While the INSPIRE vocabularies are comprehensive, they nevertheless lack terms to describe the marine geomorphological features. EMODnet Geology fills that gap and is developing hierarchical scientific vocabularies for marine geomorphology to describe the concepts to which geometrical descriptions (lines and polygons) can be linked. This controlled vocabulary consists of a hierarchical, machine-readable list of terms and definitions needed to describe the European seafloor geomorphological units.
The process to set up vocabularies for the marine domain faces considerable challenges, such as:
- Finding suitable terms and definitions
- Avoiding duplication
- Agreeing internationally on the terms and description
- Coping with obsolete and/or strictly regional terms
- Considering multiple hierarchies
The presentation demonstrates the project’s approach to build pan-European applicable vocabularies to describe marine geomorphological features and presents use cases for its application.

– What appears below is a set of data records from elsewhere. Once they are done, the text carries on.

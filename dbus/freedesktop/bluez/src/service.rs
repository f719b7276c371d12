//! High-level Bluetooth Service Abstraction
//!
//! This module provides the [`BluetoothService`] struct, the entry point used by
//! validation scenarios. It owns the bus connection and composes the adapter controller,
//! device controller and transport helpers behind one API:
//!
//! - select an adapter and control its power state, name and profiles,
//! - enumerate, pair, unpair and query devices of the selected adapter,
//! - connect profiles and acquire the resulting media transport.
//!
//! # Example
//!
//! ```no_run
//! use bluez_validation::config::Config;
//! use bluez_validation::service::BluetoothService;
//! # async fn example() -> Result<(), bluez_validation::errors::BluezError> {
//! let mut service = BluetoothService::new(&Config::default()).await?;
//! service.select_adapter("hci0").await?;
//! if !service.power_state().await? {
//!     service.power_on().await?;
//! }
//! let report = service.unpair_all().await?;
//! println!("unpaired {} devices", report.unpaired.len());
//! # Ok(())
//! # }
//! ```
//!
//! Any [`BusConnection`] can back the service, which is how the tests drive it.

use crate::adapter::AdapterController;
use crate::config::Config;
use crate::device::{DeviceController, DeviceEnumeration};
use crate::errors::BluezError;
use crate::interfaces::device::{DeviceCategory, DeviceFilter, DeviceHandle};
use crate::interfaces::transport::TransportHandle;
use crate::interfaces::AdapterHandle;
use crate::profiles::ProfileUuid;
use crate::proxies::system::SystemBus;
use crate::proxies::BusConnection;
use crate::transport::{TransportAcquirer, TransportDiscoverer};
use futures::{FutureExt, StreamExt};
use log::{info, warn};
use std::collections::BTreeSet;
use std::sync::Arc;

/// Outcome of [`BluetoothService::unpair_all`].
#[derive(Debug, Default)]
pub struct UnpairReport {
    /// Addresses of the devices that were removed.
    pub unpaired: Vec<String>,
    /// Devices the stack refused to remove, with the reason.
    pub failed: Vec<(String, BluezError)>,
}

impl UnpairReport {
    pub fn is_complete(&self) -> bool {
        self.failed.is_empty()
    }
}

pub struct BluetoothService {
    adapters: AdapterController,
    devices: DeviceController,
    discoverer: TransportDiscoverer,
    acquirer: TransportAcquirer,
}

impl BluetoothService {
    /// Creates a new `BluetoothService` connected to the system bus.
    ///
    /// # Arguments
    ///
    /// * `config` - Scenario configuration; supplies the pairing timeout.
    ///
    /// # Returns
    ///
    /// * `Ok(BluetoothService)` with no adapter selected.
    /// * `Err(BluezError::InitBusError)` if the system bus cannot be reached.
    pub async fn new(config: &Config) -> Result<Self, BluezError> {
        let bus = SystemBus::new()
            .await
            .map_err(|e| BluezError::InitBusError(e.to_string()))?;
        info!("bluez connection created");
        Ok(Self::with_bus(Arc::new(bus), config))
    }

    /// Builds the service on top of an existing bus connection.
    pub fn with_bus(bus: Arc<dyn BusConnection>, config: &Config) -> Self {
        Self {
            adapters: AdapterController::new(bus.clone()),
            devices: DeviceController::new(bus.clone(), config.pairing_timeout()),
            discoverer: TransportDiscoverer::new(bus.clone()),
            acquirer: TransportAcquirer::new(bus),
        }
    }

    pub fn adapter_controller(&self) -> &AdapterController {
        &self.adapters
    }

    pub fn device_controller(&self) -> &DeviceController {
        &self.devices
    }

    /// Selects the adapter every adapter-scoped operation acts on.
    ///
    /// # Arguments
    ///
    /// * `name` - Interface identifier, the last segment of the adapter path (`hci0`).
    ///
    /// # Returns
    ///
    /// * `Ok(AdapterHandle)` for the newly selected adapter.
    /// * `Err(BluezError::NotFound)` if no adapter has that name; the previous selection
    ///   is kept.
    pub async fn select_adapter(&mut self, name: &str) -> Result<AdapterHandle, BluezError> {
        self.adapters.select_adapter(name).await
    }

    /// The adapter chosen by the last successful [`Self::select_adapter`].
    pub fn selected_adapter(&self) -> Option<&AdapterHandle> {
        self.adapters.selected()
    }

    /// Lists every adapter on the bus.
    ///
    /// # Returns
    ///
    /// * `Ok(Vec<AdapterHandle>)` sorted by object path.
    /// * `Err` if the bus cannot be enumerated.
    pub async fn adapters(&self) -> Result<Vec<AdapterHandle>, BluezError> {
        self.adapters.adapters().await
    }

    /// Powers on the selected adapter.
    ///
    /// # Returns
    ///
    /// * `Ok(())` if the stack accepted the change.
    /// * `Err` if no adapter is selected or the write fails.
    pub async fn power_on(&self) -> Result<(), BluezError> {
        self.adapters.power(true).await
    }

    /// Powers off the selected adapter.
    ///
    /// # Returns
    ///
    /// * `Ok(())` if the stack accepted the change.
    /// * `Err` if no adapter is selected or the write fails.
    pub async fn power_off(&self) -> Result<(), BluezError> {
        self.adapters.power(false).await
    }

    /// Reads the power state of the selected adapter.
    ///
    /// # Returns
    ///
    /// * `Ok(true)` if the adapter is powered.
    /// * `Err` if no adapter is selected or the read fails.
    pub async fn power_state(&self) -> Result<bool, BluezError> {
        self.adapters.power_state().await
    }

    /// Sets the friendly name of the selected adapter.
    ///
    /// # Arguments
    ///
    /// * `name` - New name, written to the adapter's `Alias`.
    ///
    /// # Returns
    ///
    /// * `Ok(())` if the stack accepted the name.
    /// * `Err` if no adapter is selected or the write fails.
    pub async fn set_name(&self, name: &str) -> Result<(), BluezError> {
        self.adapters.set_name(name).await
    }

    /// Reads the friendly name of the selected adapter.
    ///
    /// # Returns
    ///
    /// * `Ok(String)` with the current alias.
    /// * `Err` if no adapter is selected or the read fails.
    pub async fn name(&self) -> Result<String, BluezError> {
        self.adapters.name().await
    }

    /// Profiles advertised by the selected adapter.
    ///
    /// # Returns
    ///
    /// * `Ok(BTreeSet<ProfileUuid>)` with the advertised profiles.
    /// * `Err(BluezError::ProfileQueryFailed)` if the list cannot be read or parsed.
    pub async fn adapter_profiles(&self) -> Result<BTreeSet<ProfileUuid>, BluezError> {
        self.adapters.supported_profiles().await
    }

    /// Powers every adapter off, leaving the current selection in place.
    pub async fn ensure_adapters_off(&mut self) -> Result<(), BluezError> {
        self.adapters
            .for_each_adapter(|adapter| adapter.power(false).boxed())
            .await
    }

    /// Snapshots the devices of the selected adapter.
    ///
    /// # Arguments
    ///
    /// * `category` - Keep only devices of this class-of-device category.
    /// * `filter` - Keep only devices whose properties match.
    ///
    /// # Returns
    ///
    /// * `Ok(DeviceEnumeration)` that can be streamed any number of times.
    /// * `Err` if no adapter is selected or the bus cannot be enumerated.
    pub async fn devices(
        &self,
        category: Option<DeviceCategory>,
        filter: DeviceFilter,
    ) -> Result<DeviceEnumeration, BluezError> {
        let adapter = self.adapters.require_selected()?;
        self.devices.enumerate(adapter, category, filter).await
    }

    /// Looks up a device of the selected adapter by its address.
    ///
    /// # Arguments
    ///
    /// * `address` - The MAC address of the device, in any letter case.
    ///
    /// # Returns
    ///
    /// * `Ok(DeviceHandle)` with the device's current properties.
    /// * `Err(BluezError::NotFound)` if the adapter does not know the device.
    pub async fn find_device(&self, address: &str) -> Result<DeviceHandle, BluezError> {
        let adapter = self.adapters.require_selected()?;
        self.devices.find_device(adapter, address).await
    }

    /// Trusts and pairs with a device, waiting at most the configured pairing timeout.
    ///
    /// # Returns
    ///
    /// * `Ok(())` once the stack reports the pairing succeeded.
    /// * `Err(BluezError::PairingFailed)` or `Err(BluezError::PairingTimeout)` otherwise.
    pub async fn pair(&self, device: &DeviceHandle) -> Result<(), BluezError> {
        self.devices.pair(device).await
    }

    /// Removes a device from its adapter.
    ///
    /// # Returns
    ///
    /// * `Ok(())` if the device was removed.
    /// * `Err(BluezError::UnpairFailed)` if the stack refused.
    pub async fn unpair(&self, device: &DeviceHandle) -> Result<(), BluezError> {
        self.devices.unpair(device).await
    }

    /// Unpairs every paired device of the selected adapter.
    ///
    /// A device that cannot be removed is logged and recorded in the report; the
    /// remaining devices are still attempted. Failing to read the devices aborts the run.
    ///
    /// # Returns
    ///
    /// * `Ok(UnpairReport)` listing removed and refused devices.
    /// * `Err` if no adapter is selected or the devices cannot be read.
    pub async fn unpair_all(&self) -> Result<UnpairReport, BluezError> {
        let paired = self.devices(None, DeviceFilter::paired()).await?;
        let mut report = UnpairReport::default();
        let mut stream = std::pin::pin!(paired.stream());
        while let Some(device) = stream.next().await {
            let device = device?;
            match self.devices.unpair(&device).await {
                Ok(()) => report.unpaired.push(device.address),
                Err(e) => {
                    warn!("unpairing {} failed: {}", device, e);
                    report.failed.push((device.address, e));
                }
            }
        }
        info!(
            "unpaired {} devices, {} failures",
            report.unpaired.len(),
            report.failed.len()
        );
        Ok(report)
    }

    /// Profiles advertised by a device.
    ///
    /// # Returns
    ///
    /// * `Ok(BTreeSet<ProfileUuid>)` with the advertised profiles.
    /// * `Err(BluezError::ProfileQueryFailed)` if the list cannot be read or parsed.
    pub async fn device_profiles(
        &self,
        device: &DeviceHandle,
    ) -> Result<BTreeSet<ProfileUuid>, BluezError> {
        self.devices.supported_profiles(device).await
    }

    /// Asks the stack to connect one profile on a device. Failures are not retried.
    ///
    /// # Arguments
    ///
    /// * `device` - The device to connect.
    /// * `profile` - The profile to bring up.
    ///
    /// # Returns
    ///
    /// * `Ok(())` if the stack connected the profile.
    /// * `Err(BluezError::ProfileConnectFailed)` otherwise.
    pub async fn connect_profile(
        &self,
        device: &DeviceHandle,
        profile: &ProfileUuid,
    ) -> Result<(), BluezError> {
        self.devices.connect_profile(device, profile).await
    }

    /// Finds the first media transport below a device.
    ///
    /// # Returns
    ///
    /// * `Ok(String)` with the transport's object path.
    /// * `Err(BluezError::NotFound)` if the device has no transport.
    pub async fn find_transport(&self, device: &DeviceHandle) -> Result<String, BluezError> {
        self.discoverer.find_transport(device).await
    }

    /// Finds the first media transport below a device that carries `profile`.
    ///
    /// # Returns
    ///
    /// * `Ok(String)` with the transport's object path.
    /// * `Err(BluezError::NotFound)` if no transport carries the profile.
    pub async fn find_transport_for_profile(
        &self,
        device: &DeviceHandle,
        profile: &ProfileUuid,
    ) -> Result<String, BluezError> {
        self.discoverer
            .find_transport_for_profile(device, profile)
            .await
    }

    /// Requests exclusive access to a transport.
    ///
    /// # Arguments
    ///
    /// * `path` - Object path of the transport, as returned by [`Self::find_transport`].
    ///
    /// # Returns
    ///
    /// * `Ok(TransportHandle)` owning the descriptor and the negotiated MTUs.
    /// * `Err(BluezError::AcquireFailed)` if the stack refused, e.g. because the
    ///   transport is already held.
    pub async fn acquire_transport(&self, path: &str) -> Result<TransportHandle, BluezError> {
        self.acquirer.acquire(path).await
    }

    /// Hands an acquired transport back to the stack.
    pub async fn release_transport(&self, handle: TransportHandle) -> Result<(), BluezError> {
        self.acquirer.release(handle).await
    }
}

How to cite: Asch, K., Blischke, A., Ernsten, V. B., Hojgaard, B., Medialdea, T., Mortensen, L., Sakellariou, D., Heckmann, P., Schulz, M., Müller, A. M., and network, T. E. G.: EMODnet Seafloor Geology: The wavy cruise towards a hierarchical, machine-readable geomorphology vocabulary, EGU General Assembly 2026, Vienna, Austria, 3–8 May 2026, EGU26-12405, https://doi.org/10.5194/egusphere-egu26-12405, 2026.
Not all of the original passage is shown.